▶ [What needs to be done]
The lines to copy are those holding the string "thiserror" in the entries below.

▶ [Data to examine]

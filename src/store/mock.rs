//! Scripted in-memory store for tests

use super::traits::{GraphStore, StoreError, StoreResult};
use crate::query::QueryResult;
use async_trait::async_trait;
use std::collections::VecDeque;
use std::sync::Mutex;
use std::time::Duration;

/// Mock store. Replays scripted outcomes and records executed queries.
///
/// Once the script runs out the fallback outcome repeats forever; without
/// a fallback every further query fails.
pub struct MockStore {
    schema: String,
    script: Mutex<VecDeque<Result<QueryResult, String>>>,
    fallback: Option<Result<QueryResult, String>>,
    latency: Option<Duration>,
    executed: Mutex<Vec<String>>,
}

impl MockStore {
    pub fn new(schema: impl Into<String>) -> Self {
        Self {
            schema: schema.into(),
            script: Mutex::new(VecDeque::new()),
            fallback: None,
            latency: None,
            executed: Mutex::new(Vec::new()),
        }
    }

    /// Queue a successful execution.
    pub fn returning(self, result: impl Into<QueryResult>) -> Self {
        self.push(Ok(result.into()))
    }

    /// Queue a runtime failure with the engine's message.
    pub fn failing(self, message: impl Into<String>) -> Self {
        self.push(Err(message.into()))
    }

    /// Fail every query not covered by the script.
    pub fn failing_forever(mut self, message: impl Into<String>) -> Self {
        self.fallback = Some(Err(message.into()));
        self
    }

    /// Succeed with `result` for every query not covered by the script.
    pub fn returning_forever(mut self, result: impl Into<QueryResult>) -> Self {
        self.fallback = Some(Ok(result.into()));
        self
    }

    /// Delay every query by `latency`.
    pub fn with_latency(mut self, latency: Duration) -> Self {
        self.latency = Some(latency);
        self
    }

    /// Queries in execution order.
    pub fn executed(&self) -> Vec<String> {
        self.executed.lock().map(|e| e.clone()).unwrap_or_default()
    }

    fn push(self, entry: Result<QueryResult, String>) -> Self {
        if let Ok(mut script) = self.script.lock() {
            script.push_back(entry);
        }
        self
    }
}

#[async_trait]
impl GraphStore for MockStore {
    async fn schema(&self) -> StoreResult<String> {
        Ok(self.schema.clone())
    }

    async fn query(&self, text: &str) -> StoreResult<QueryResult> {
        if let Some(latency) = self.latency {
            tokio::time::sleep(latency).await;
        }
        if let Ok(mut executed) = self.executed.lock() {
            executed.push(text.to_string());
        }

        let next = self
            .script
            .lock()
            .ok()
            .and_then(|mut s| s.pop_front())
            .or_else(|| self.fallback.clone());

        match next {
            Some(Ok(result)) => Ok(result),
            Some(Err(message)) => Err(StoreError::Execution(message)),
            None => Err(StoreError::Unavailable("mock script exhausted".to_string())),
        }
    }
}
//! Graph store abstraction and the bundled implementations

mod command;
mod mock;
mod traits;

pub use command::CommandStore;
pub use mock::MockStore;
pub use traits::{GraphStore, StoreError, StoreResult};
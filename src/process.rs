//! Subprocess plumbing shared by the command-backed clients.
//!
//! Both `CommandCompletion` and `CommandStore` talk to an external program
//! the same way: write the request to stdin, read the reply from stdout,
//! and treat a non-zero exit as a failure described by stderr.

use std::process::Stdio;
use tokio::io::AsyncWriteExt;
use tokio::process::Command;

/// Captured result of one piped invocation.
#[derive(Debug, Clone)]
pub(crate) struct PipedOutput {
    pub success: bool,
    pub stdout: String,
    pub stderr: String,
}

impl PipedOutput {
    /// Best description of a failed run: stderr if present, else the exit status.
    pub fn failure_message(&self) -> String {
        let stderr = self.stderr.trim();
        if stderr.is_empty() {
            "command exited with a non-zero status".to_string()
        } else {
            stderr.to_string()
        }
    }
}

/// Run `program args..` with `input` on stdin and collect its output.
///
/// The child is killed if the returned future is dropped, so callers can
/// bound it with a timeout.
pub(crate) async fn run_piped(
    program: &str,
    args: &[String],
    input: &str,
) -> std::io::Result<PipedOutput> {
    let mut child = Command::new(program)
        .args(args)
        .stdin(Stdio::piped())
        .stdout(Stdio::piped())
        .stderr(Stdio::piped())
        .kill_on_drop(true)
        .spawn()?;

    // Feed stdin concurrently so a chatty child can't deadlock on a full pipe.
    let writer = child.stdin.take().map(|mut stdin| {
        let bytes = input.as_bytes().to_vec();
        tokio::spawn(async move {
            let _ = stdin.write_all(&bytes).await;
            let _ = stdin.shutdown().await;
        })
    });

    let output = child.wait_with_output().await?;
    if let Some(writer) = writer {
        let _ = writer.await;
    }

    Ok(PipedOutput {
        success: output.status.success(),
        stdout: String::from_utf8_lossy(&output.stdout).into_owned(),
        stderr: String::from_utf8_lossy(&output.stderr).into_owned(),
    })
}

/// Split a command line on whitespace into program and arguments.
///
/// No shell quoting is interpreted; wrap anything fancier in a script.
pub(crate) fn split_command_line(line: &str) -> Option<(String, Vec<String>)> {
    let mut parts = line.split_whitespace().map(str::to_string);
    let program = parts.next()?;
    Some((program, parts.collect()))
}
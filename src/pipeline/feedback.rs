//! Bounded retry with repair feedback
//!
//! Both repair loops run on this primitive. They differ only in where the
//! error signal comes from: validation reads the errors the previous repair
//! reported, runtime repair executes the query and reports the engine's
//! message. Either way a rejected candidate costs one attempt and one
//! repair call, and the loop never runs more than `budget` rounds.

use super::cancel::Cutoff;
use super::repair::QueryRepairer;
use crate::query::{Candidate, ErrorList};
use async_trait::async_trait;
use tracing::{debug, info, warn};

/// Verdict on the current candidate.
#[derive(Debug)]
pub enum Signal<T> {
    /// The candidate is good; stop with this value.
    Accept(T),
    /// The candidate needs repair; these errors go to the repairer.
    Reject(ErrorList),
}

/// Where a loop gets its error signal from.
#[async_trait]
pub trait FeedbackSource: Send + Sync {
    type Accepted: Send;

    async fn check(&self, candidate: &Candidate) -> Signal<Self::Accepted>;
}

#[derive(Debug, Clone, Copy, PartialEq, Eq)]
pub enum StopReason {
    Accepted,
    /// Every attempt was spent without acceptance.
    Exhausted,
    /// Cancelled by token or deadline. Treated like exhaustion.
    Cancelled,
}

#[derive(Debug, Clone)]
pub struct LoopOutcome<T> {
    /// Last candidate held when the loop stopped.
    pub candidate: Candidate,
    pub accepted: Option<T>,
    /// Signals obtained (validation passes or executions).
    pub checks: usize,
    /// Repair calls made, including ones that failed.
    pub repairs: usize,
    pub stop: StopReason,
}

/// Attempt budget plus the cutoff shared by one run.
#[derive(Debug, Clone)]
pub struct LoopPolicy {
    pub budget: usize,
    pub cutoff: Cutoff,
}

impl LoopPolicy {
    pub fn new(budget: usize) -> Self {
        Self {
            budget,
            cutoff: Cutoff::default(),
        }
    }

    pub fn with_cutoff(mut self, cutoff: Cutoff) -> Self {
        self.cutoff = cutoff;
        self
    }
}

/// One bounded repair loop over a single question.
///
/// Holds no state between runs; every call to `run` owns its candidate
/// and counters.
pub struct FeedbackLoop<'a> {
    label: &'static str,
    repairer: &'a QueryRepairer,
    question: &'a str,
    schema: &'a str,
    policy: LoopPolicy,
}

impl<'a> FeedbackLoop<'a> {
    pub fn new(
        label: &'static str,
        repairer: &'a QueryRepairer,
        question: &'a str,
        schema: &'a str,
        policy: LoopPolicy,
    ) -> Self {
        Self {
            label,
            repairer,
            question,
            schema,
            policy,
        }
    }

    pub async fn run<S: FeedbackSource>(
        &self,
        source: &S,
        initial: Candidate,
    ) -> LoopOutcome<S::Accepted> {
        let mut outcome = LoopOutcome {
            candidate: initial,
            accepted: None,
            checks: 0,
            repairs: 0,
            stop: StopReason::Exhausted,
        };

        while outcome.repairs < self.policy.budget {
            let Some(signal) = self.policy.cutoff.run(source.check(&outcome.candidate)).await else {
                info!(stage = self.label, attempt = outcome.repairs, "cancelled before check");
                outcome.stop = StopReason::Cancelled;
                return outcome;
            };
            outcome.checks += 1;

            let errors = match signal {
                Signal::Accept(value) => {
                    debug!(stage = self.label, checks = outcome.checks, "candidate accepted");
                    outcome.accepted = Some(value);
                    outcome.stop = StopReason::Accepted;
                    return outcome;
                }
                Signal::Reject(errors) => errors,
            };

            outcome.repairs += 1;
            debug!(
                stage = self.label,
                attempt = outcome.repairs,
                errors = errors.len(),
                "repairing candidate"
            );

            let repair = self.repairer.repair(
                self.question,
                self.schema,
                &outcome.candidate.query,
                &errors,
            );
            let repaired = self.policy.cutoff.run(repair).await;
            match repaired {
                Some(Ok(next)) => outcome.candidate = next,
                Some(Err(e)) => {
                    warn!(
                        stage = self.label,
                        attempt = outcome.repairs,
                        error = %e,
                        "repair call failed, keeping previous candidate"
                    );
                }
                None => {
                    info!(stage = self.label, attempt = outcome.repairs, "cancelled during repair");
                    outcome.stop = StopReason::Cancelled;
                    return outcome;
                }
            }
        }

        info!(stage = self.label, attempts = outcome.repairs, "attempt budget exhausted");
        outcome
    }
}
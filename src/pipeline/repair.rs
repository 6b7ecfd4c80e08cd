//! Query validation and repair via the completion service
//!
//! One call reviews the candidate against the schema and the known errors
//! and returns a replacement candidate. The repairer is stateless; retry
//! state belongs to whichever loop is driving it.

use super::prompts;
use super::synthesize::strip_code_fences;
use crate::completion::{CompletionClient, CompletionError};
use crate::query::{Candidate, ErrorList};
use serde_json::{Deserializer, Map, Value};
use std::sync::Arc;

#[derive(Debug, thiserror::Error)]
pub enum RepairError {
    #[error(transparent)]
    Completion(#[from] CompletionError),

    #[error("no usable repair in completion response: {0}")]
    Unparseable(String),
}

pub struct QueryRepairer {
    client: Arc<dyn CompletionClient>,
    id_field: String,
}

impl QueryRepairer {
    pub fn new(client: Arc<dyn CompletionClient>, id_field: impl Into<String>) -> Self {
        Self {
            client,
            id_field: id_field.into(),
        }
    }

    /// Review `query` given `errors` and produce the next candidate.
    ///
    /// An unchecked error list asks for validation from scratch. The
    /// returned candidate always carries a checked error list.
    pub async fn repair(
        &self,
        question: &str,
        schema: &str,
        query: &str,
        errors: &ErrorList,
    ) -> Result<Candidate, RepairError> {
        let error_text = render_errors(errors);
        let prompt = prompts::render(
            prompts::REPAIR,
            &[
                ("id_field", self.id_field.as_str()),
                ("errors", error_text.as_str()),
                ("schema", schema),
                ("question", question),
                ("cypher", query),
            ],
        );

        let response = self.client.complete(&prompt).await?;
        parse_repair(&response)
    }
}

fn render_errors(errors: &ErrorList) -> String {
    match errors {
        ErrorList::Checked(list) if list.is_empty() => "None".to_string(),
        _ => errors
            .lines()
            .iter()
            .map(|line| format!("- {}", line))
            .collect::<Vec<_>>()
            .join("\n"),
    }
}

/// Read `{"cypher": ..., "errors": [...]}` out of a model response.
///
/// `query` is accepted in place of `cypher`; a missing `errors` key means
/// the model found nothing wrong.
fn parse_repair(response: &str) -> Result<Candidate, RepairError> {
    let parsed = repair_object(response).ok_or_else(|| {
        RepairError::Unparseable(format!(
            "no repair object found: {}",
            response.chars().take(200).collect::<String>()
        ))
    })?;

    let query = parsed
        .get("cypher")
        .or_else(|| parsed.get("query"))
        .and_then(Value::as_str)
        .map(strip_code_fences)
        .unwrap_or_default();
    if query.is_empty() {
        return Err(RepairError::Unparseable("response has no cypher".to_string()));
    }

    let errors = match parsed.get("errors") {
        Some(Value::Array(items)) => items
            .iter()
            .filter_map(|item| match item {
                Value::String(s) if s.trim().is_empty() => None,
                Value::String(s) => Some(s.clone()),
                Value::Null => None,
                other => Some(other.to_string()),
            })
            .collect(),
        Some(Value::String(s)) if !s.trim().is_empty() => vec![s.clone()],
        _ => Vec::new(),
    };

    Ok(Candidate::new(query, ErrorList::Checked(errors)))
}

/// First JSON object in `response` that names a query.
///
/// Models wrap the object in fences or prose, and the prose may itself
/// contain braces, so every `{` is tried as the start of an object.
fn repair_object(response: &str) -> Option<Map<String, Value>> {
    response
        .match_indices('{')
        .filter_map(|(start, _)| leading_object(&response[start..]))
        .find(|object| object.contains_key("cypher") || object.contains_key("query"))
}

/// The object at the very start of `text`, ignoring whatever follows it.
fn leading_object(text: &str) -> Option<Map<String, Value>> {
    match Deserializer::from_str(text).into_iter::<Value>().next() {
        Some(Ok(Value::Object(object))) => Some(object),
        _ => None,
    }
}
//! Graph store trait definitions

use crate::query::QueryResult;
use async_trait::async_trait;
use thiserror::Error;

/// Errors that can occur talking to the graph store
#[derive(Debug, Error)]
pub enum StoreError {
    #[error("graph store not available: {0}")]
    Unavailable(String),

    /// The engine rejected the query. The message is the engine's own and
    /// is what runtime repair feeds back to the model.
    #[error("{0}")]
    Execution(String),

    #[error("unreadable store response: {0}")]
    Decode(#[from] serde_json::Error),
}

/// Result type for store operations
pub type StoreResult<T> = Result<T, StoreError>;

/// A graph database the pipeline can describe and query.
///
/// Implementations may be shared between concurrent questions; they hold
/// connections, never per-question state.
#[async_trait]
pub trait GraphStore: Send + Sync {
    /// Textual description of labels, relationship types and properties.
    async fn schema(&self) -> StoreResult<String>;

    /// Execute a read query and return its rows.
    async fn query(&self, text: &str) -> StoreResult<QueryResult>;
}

▶ [Expected answer]
#[derive(Debug, thiserror::Error)]
use thiserror::Error;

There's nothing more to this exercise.